If it is not comfortable there but is safe..try the 180..disengage to the degree you can..if you are not ready to leave.

After all is done then make a decision but think of you..not him...he is quite good at thinking of his interests..time for you to focus on you.

paperoses


----------



## Terry_CO (Oct 23, 2012)

It can be explained by basic Newtonian physics: Objects at rest tend to stay at rest 

As humans we can adapt very well to changes, but our instincts tell us to choose the path of least resistance. "Bird in the hand ...", etc.

It took me many years being in a failed marriage before I cowboyed up and filed for divorce. I had become accustomed to it, and almost comfortable letting her treat me like what sometimes appears on the bottom of your shoe after a stroll through the park 

If the marriage can't be saved, leave. You'll be glad you did. Personally, it was the best thing I've ever done


----------



## CrazyGuy (Dec 30, 2011)

OP you sound like my wife. She thinks all I care about is sex. There are many things I like about my wife. Without great sex in life though I feel rejected. She says that she is going to work on it but never does. I have been rejected so many times I dread the sight of her.
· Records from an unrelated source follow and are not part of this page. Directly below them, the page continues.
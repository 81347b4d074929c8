//! Integration tests for ogm-graph against a live Neo4j instance.
//!
//! Run with: cargo test --package ogm-graph --test integration -- --ignored
//!
//! Skipped automatically if Neo4j is not available.

use ogm_core::{Neo4jConfig, PropertyMap};
use ogm_graph::Neo4jDriver;
use ogm_mapping::statement::{NodeRow, RelationshipRow};
use ogm_mapping::{execute, Driver, LoadRequest, NodeRef, Statement, Transaction};
use serde_json::json;

async fn connect_or_skip() -> Option<Neo4jDriver> {
    let config = Neo4jConfig::default();
    match Neo4jDriver::connect(&config).await {
        Ok(driver) => Some(driver),
        Err(e) => {
            eprintln!("Skipping integration test (Neo4j not available): {e}");
            None
        }
    }
}

/// A label no other test run uses, so cleanup cannot touch foreign data.
fn unique_label() -> String {
    format!("OgmTest{}", uuid::Uuid::new_v4().simple())
}

async fn cleanup(driver: &Neo4jDriver, label: &str) {
    let q = neo4rs::query(&format!("MATCH (n:`{label}`) DETACH DELETE n"));
    let _ = driver.run(q).await;
}

fn named(name: &str) -> PropertyMap {
    let mut props = PropertyMap::new();
    props.insert("name".into(), json!(name));
    props
}

fn pair(label: &str) -> Vec<Statement> {
    vec![
        Statement::CreateNodes {
            labels: vec![label.to_string()],
            rows: vec![
                NodeRow {
                    reference: -1,
                    properties: named("Ada"),
                },
                NodeRow {
                    reference: -2,
                    properties: named("Grace"),
                },
            ],
        },
        Statement::CreateRelationships {
            rel_type: "KNOWS".into(),
            undirected: false,
            rows: vec![RelationshipRow {
                reference: -3,
                start: NodeRef::New(-1),
                end: NodeRef::New(-2),
                properties: PropertyMap::new(),
            }],
        },
    ]
}

#[tokio::test]
#[ignore = "requires live Neo4j, run with: cargo test --package ogm-graph --test integration -- --ignored"]
async fn test_batch_round_trip() {
    let Some(driver) = connect_or_skip().await else {
        return;
    };
    let label = unique_label();

    let mut txn = driver.begin().await.unwrap();
    let ids = execute(&mut txn, &pair(&label)).await.unwrap();
    txn.commit().await.unwrap();
    let ada = ids[&-1];

    let response = driver
        .fetch(&LoadRequest::ByIds {
            labels: vec![label.clone()],
            ids: vec![ada],
            depth: 1,
        })
        .await
        .unwrap();
    assert_eq!(response.roots, vec![ada]);
    assert_eq!(response.nodes.len(), 2);
    assert_eq!(response.relationships.len(), 1);
    assert_eq!(response.relationships[0].rel_type, "KNOWS");

    cleanup(&driver, &label).await;
}

#[tokio::test]
#[ignore = "requires live Neo4j, run with: cargo test --package ogm-graph --test integration -- --ignored"]
async fn test_rollback_leaves_no_trace() {
    let Some(driver) = connect_or_skip().await else {
        return;
    };
    let label = unique_label();

    let mut txn = driver.begin().await.unwrap();
    execute(&mut txn, &pair(&label)).await.unwrap();
    txn.rollback().await.unwrap();

    let response = driver
        .fetch(&LoadRequest::ByLabels {
            labels: vec![label.clone()],
            depth: 0,
        })
        .await
        .unwrap();
    assert!(response.nodes.is_empty());

    cleanup(&driver, &label).await;
}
Yet I am married so I try to fix what seams to be unfixable.

You say that you would be relieved if God would say it was OK to leave him. You feel fine without him. I am willing to bet that if you told him the truth he would be relieved too. I know if my wife would just tell me "I do not love you that way and I want us both to be happy, perhaps we should move on" I would be relieved. But she keeps insisting to start over "I love you it will be different this time" but it is always the same and she hurts me more and more.
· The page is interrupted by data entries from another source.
//! In-process property graph that executes compiled statements.
//!
//! The store understands the structured [`Statement`]s directly rather than
//! parsing Cypher, reading the same rendered `$rows` a Bolt transport would
//! receive. Each transaction works on a snapshot of the store and swaps it
//! back in on commit; concurrent transactions are last-writer-wins.

use std::collections::{BTreeMap, BTreeSet, HashSet, VecDeque};
use std::sync::Arc;

use ogm_core::{
    GraphResponse, NativeId, NodeRecord, PropertyMap, RelationshipRecord, TransportError,
};
use ogm_mapping::{CountRequest, Driver, LoadRequest, ReturnedId, Statement, Transaction};
use parking_lot::Mutex;
use serde_json::Value;

#[derive(Debug, Clone, Default)]
struct StoredNode {
    labels: BTreeSet<String>,
    properties: PropertyMap,
}

#[derive(Debug, Clone)]
struct StoredRelationship {
    rel_type: String,
    start: NativeId,
    end: NativeId,
    properties: PropertyMap,
}

/// Nodes and relationships keyed by id. Node and relationship ids are
/// allocated independently, as in Neo4j.
#[derive(Debug, Clone, Default)]
struct GraphStore {
    next_node_id: NativeId,
    next_relationship_id: NativeId,
    nodes: BTreeMap<NativeId, StoredNode>,
    relationships: BTreeMap<NativeId, StoredRelationship>,
}

/// Embedded driver backed by a [`GraphStore`] shared between clones.
#[derive(Clone, Default)]
pub struct MemoryDriver {
    store: Arc<Mutex<GraphStore>>,
    executed: Arc<Mutex<Vec<Statement>>>,
}

impl MemoryDriver {
    pub fn new() -> Self {
        Self::default()
    }

    pub fn node_count(&self) -> usize {
        self.store.lock().nodes.len()
    }

    pub fn relationship_count(&self) -> usize {
        self.store.lock().relationships.len()
    }

    pub fn node(&self, id: NativeId) -> Option<NodeRecord> {
        self.store.lock().nodes.get(&id).map(|node| node_record(id, node))
    }

    pub fn relationships(&self) -> Vec<RelationshipRecord> {
        self.store
            .lock()
            .relationships
            .iter()
            .map(|(id, rel)| relationship_record(*id, rel))
            .collect()
    }

    /// Overwrite one property of a stored node outside any transaction,
    /// as another client would.
    pub fn set_node_property(&self, id: NativeId, key: &str, value: Value) -> bool {
        match self.store.lock().nodes.get_mut(&id) {
            Some(node) => {
                node.properties.insert(key.to_string(), value);
                true
            }
            None => false,
        }
    }

    /// Statements from committed transactions since the last call.
    pub fn take_executed(&self) -> Vec<Statement> {
        std::mem::take(&mut *self.executed.lock())
    }
}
If you are unwilling to make your husband happy let him go because he is probably feeling rejected. That is why he is probably not giving you the attention you need in your love language. Of course I would suggest marriage counseling before making any decisions. But if you two can not be compatible why should both of you say miserable? You say that you are religious but you already broke your marriage vows. I do not know what religion you follow. If you are a Christian then admit your mistakes and repent. You are forgiven if you are a believer.


----------



## AwfullyGuilty (Oct 29, 2012)

CrazyGuy said:


> OP you sound like my wife. She thinks all I care about is sex. There are many things I like about my wife. Without great sex in life though I feel rejected. She says that she is going to work on it but never does. I have been rejected so many times I dread the sight of her. Yet I am married so I try to fix what seams to be unfixable.
> 
> You say that you would be relieved if God would say it was OK to leave him. You feel fine without him. I am willing to bet that if you told him the truth he would be relieved too. I know if my wife would just tell me "I do not love you that way and I want us both to be happy, perhaps we should move on" I would be relieved. But she keeps insisting to start over "I love you it will be different this time" but it is always the same and she hurts me more and more.
> 
> If you are unwilling to make your husband happy let him go because he is probably feeling rejected. That is why he is probably not giving you the attention you need in your love language. Of course I would suggest marriage counseling before making any decisions. But if you two can not be compatible why should both of you say miserable? You say that you are religious but you already broke your marriage vows. I do not know what religion you follow. If you are a Christian then admit your mistakes and repent. You are forgiven if you are a believer.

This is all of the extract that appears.